# PROVIDED INFORMATION

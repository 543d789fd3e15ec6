//! Structured job logging utilities.

use tracing::{error, info, warn, Span};
use tracing_subscriber::EnvFilter;

use recut_models::{JobId, JobKind};

/// Initialise the global tracing subscriber from `RUST_LOG`.
pub fn init_tracing() {
    tracing_subscriber::fmt()
        .with_env_filter(
            EnvFilter::try_from_default_env().unwrap_or_else(|_| EnvFilter::new("info")),
        )
        .with_target(false)
        .init();
}

/// Job logger with consistent contextual fields.
#[derive(Debug, Clone)]
pub struct JobLogger {
    job_id: String,
    kind: &'static str,
}

impl JobLogger {
    pub fn new(job_id: &JobId, kind: JobKind) -> Self {
        Self {
            job_id: job_id.to_string(),
            kind: kind.as_str(),
        }
    }

    pub fn start(&self, message: &str) {
        info!(job_id = %self.job_id, kind = %self.kind, "Job started: {}", message);
    }

    pub fn progress(&self, message: &str) {
        info!(job_id = %self.job_id, kind = %self.kind, "Job progress: {}", message);
    }

    pub fn warning(&self, message: &str) {
        warn!(job_id = %self.job_id, kind = %self.kind, "Job warning: {}", message);
    }

    pub fn failure(&self, message: &str) {
        error!(job_id = %self.job_id, kind = %self.kind, "Job error: {}", message);
    }

    pub fn completion(&self, message: &str) {
        info!(job_id = %self.job_id, kind = %self.kind, "Job completed: {}", message);
    }

    /// Span for attaching further structured fields.
    pub fn span(&self) -> Span {
        tracing::info_span!("job", job_id = %self.job_id, kind = %self.kind)
    }
}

# TASK DIRECTIONS
All lines from the one containing "error!(job_id = %self.job_id, kind" through the end of the material should be restated exactly, with both end lines kept.

# EXERCISE SOLUTION
        error!(job_id = %self.job_id, kind = %self.kind, "Job error: {}", message);
    }

    pub fn completion(&self, message: &str) {
        info!(job_id = %self.job_id, kind = %self.kind, "Job completed: {}", message);
    }

    /// Span for attaching further structured fields.
    pub fn span(&self) -> Span {
        tracing::info_span!("job", job_id = %self.job_id, kind = %self.kind)
    }
}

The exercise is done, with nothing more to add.